Я замялся и произнес:
– Знаешь, amigo, по моему личному разумению, былым грехам уже все сроки давности вышли. Я не умею мстить семь лет спустя. Уразумел?
– Конечно, – сказал Денисон и внезапно широко ухмыльнулся. – Прости, Эрик, но в Вашингтоне остался человек несравненно более злопамятный.
– Хочешь прощальный добрый совет от Великого Магистра и гроссмейстера?
– Вне сомнения.
– Тогда слушай. С Котко у тебя так или иначе Дружная песенка спета. Не простит. Поль кивнул.

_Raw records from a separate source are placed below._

//! Average rainfall per state.

use super::{AnalysisContext, AnalysisFault, AnalysisResult, AnalysisRoutine};
use crate::columns::{resolve, SemanticField};
use crate::utils::{column_strings, normalize_column};
use polars::prelude::*;
use std::collections::BTreeMap;
use tracing::debug;

/// Name of the derived mean column.
pub const MEAN_RAINFALL_COLUMN: &str = "mean_rainfall_mm";

/// Groups rows by state and reports the mean rainfall of each group.
///
/// Missing rainfall cells are left out of the mean. Without both a rainfall
/// and a state column the routine contributes nothing.
pub struct RainfallComparison;

impl AnalysisRoutine for RainfallComparison {
    fn name(&self) -> &str {
        "rainfall_comparison"
    }

    fn run(&self, ctx: &AnalysisContext<'_>) -> Result<AnalysisResult, AnalysisFault> {
        let (Some(rain_col), Some(state_col)) = (
            resolve(ctx.dataset, SemanticField::Rainfall),
            resolve(ctx.dataset, SemanticField::State),
        ) else {
            debug!("Rainfall comparison skipped: rainfall or state column not found");
            return Ok(AnalysisResult::empty());
        };

        let frame = &ctx.dataset.frame;
        let rainfall = normalize_column(frame.column(&rain_col)?);
        let states = column_strings(frame.column(&state_col)?);

        // (sum, count) per trimmed state name, ordered by name. Null and
        // blank states belong to no group.
        let mut groups: BTreeMap<String, (f64, usize)> = BTreeMap::new();
        for (state, rain) in states.into_iter().zip(rainfall) {
            let Some(state) = state.as_deref().map(str::trim).filter(|s| !s.is_empty()) else {
                continue;
            };
            let entry = groups.entry(state.to_string()).or_insert((0.0, 0));
            if let Some(value) = rain.value() {
                entry.0 += value;
                entry.1 += 1;
            }
        }

        let mut markdown = String::from("**Average Annual Rainfall Analysis:**\n");
        let mut names: Vec<String> = Vec::with_capacity(groups.len());
        let mut means: Vec<Option<f64>> = Vec::with_capacity(groups.len());

        for (state, (sum, count)) in groups {
            let mean = (count > 0).then(|| sum / count as f64);
            match mean {
                Some(mean) => {
                    markdown.push_str(&format!("* **{}**: {:.2} mm (average)\n", state, mean))
                }
                None => markdown.push_str(&format!("* **{}**: n/a (no valid rainfall figures)\n", state)),
            }
            names.push(state);
            means.push(mean);
        }

        let table = DataFrame::new(vec![
            Column::new(state_col.as_str().into(), names),
            Column::new(MEAN_RAINFALL_COLUMN.into(), means),
        ])?;

        Ok(AnalysisResult::new(markdown, Some(table)))
    }
}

– Надеюсь, ты сумел хоть немного отложить в укромное местечко за семь лет беспорочной службы? Сумеешь начать новую жизнь в далеком-далеком краю, где никто не знает Поля Денисона?
– Да.
– Тогда раскинь мозгами. Вашингтонскому человеку возможно сделать подарок – дорогой, вожделенный. И на радостях Мак согласится о тебе забыть, особенно, если я замолвлю доброе словечко, и не одно... Подарок должен выглядеть несчастным случаем, как положено. Quid pro quo[11]11
Приблизительно: равноценная замена.
[Закрыть]. Это по-латински, мистер Денисон.
Воцарилось безмолвие. Затем Денисон молвил:
– Соблазнительная мысль. Однако подумать надо, такие вещи, сам понимаешь, с бухты-барахты не решаются. Ну и хладнокровный же ты сукин сын, Эрик!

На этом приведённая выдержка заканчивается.